[Records from a dataset]
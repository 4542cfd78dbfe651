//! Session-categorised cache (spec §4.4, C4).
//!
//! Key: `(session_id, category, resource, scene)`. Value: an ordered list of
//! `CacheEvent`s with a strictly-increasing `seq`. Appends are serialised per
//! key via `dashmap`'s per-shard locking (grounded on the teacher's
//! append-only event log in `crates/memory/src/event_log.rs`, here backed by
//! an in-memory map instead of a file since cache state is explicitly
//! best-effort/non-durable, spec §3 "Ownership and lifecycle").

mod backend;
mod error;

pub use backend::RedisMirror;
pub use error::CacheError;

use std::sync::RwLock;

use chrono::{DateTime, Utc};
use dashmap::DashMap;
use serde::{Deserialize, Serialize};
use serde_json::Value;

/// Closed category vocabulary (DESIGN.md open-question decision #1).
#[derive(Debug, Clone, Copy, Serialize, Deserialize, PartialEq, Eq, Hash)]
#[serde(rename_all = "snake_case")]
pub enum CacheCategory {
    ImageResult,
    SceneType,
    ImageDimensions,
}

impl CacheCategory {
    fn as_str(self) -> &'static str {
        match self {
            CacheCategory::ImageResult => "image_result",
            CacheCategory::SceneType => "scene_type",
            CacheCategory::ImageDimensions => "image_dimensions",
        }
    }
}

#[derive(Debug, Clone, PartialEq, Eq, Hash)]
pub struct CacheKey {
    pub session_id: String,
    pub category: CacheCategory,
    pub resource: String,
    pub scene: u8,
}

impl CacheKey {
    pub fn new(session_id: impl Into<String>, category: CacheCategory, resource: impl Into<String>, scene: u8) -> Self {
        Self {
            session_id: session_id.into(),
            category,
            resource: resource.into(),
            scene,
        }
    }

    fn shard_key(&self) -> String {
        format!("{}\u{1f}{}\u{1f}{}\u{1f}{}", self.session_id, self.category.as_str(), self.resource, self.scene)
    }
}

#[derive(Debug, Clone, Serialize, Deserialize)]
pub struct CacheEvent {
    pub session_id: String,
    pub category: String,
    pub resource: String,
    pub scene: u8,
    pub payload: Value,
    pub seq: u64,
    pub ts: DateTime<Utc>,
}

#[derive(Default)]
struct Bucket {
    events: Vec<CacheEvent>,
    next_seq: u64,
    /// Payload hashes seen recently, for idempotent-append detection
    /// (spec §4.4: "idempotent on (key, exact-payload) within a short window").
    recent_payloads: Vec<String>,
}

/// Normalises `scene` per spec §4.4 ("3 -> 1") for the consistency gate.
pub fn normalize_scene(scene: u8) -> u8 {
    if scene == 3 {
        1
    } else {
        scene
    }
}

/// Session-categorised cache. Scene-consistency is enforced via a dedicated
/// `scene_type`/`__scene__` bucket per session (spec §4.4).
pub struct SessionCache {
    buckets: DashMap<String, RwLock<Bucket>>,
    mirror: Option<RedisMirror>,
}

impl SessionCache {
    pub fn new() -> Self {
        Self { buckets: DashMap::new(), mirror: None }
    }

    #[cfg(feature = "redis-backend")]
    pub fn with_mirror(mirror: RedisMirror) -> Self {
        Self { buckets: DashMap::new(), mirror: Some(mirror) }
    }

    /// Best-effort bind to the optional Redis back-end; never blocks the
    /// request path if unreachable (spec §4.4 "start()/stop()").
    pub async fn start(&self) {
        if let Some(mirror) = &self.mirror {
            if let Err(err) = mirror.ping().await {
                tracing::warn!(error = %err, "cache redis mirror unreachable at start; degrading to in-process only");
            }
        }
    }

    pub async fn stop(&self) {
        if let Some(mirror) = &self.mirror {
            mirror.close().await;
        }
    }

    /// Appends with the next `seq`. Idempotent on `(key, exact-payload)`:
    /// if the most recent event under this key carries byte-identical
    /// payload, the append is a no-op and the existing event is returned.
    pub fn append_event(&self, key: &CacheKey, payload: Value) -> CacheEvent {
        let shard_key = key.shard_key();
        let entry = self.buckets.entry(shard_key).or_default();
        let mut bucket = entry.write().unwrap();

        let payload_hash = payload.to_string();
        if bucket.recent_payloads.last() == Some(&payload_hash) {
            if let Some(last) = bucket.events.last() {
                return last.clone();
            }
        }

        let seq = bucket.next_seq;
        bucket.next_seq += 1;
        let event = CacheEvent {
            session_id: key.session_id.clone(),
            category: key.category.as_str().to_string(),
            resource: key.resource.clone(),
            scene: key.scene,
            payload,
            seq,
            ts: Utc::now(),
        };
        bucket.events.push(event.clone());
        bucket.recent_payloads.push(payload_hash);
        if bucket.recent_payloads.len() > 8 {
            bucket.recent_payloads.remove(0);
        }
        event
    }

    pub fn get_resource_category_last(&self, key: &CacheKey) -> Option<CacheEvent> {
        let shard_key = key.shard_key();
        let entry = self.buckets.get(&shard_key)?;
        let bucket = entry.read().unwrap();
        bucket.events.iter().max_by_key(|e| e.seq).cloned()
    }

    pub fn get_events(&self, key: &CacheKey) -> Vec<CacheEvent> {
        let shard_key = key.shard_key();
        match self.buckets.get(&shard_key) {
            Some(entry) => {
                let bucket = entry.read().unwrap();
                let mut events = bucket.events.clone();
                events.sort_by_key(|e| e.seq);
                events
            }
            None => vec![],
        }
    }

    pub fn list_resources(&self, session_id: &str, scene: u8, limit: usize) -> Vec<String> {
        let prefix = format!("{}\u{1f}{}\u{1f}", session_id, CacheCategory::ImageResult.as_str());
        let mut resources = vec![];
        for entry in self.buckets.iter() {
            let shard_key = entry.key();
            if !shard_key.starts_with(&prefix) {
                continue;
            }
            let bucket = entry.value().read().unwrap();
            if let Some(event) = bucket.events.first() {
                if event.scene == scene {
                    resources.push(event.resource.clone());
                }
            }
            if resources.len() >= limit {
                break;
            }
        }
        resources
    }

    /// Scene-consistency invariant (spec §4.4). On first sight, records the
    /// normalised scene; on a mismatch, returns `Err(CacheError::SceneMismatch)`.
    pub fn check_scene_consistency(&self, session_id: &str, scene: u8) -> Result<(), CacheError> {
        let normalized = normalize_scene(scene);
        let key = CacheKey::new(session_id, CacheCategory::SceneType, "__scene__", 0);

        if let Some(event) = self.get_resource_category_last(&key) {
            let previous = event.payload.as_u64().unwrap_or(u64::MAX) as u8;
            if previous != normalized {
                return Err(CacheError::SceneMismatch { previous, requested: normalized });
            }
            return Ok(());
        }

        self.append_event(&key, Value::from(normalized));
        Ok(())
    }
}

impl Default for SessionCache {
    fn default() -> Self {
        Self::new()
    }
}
--
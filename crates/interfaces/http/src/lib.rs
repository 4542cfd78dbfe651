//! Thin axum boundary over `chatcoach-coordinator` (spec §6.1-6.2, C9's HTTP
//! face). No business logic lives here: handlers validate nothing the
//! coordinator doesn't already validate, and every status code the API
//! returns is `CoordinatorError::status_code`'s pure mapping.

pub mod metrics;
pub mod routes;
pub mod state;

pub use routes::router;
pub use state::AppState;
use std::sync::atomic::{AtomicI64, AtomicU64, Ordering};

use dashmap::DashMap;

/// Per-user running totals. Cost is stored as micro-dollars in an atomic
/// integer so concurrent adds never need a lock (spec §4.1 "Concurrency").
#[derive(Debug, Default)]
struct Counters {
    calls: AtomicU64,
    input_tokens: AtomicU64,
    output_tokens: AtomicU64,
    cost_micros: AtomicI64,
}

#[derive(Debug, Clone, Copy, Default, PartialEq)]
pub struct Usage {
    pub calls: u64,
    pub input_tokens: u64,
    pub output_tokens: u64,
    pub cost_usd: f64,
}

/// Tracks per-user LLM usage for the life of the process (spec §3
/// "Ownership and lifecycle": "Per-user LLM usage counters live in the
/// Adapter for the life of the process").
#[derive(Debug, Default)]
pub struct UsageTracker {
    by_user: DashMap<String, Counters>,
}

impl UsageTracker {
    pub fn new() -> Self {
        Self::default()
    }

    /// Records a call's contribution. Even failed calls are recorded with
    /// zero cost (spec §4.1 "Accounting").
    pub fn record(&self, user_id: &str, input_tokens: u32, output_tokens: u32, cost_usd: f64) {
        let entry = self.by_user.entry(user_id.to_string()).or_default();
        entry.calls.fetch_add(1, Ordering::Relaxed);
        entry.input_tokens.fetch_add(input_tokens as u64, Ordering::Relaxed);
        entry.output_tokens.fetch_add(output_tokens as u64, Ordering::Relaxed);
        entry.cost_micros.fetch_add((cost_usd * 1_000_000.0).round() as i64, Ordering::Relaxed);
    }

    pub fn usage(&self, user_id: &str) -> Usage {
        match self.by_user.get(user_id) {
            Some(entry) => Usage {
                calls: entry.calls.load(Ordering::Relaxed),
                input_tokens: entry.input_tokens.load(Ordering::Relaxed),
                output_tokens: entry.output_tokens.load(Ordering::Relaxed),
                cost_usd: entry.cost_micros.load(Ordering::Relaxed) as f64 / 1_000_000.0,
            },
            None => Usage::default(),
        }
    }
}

_Task item_: Whenever a line includes the word "validate", pull it out of the entries.

_Response box_:
//! face). No business logic lives here: handlers validate nothing the
//! coordinator doesn't already validate, and every status code the API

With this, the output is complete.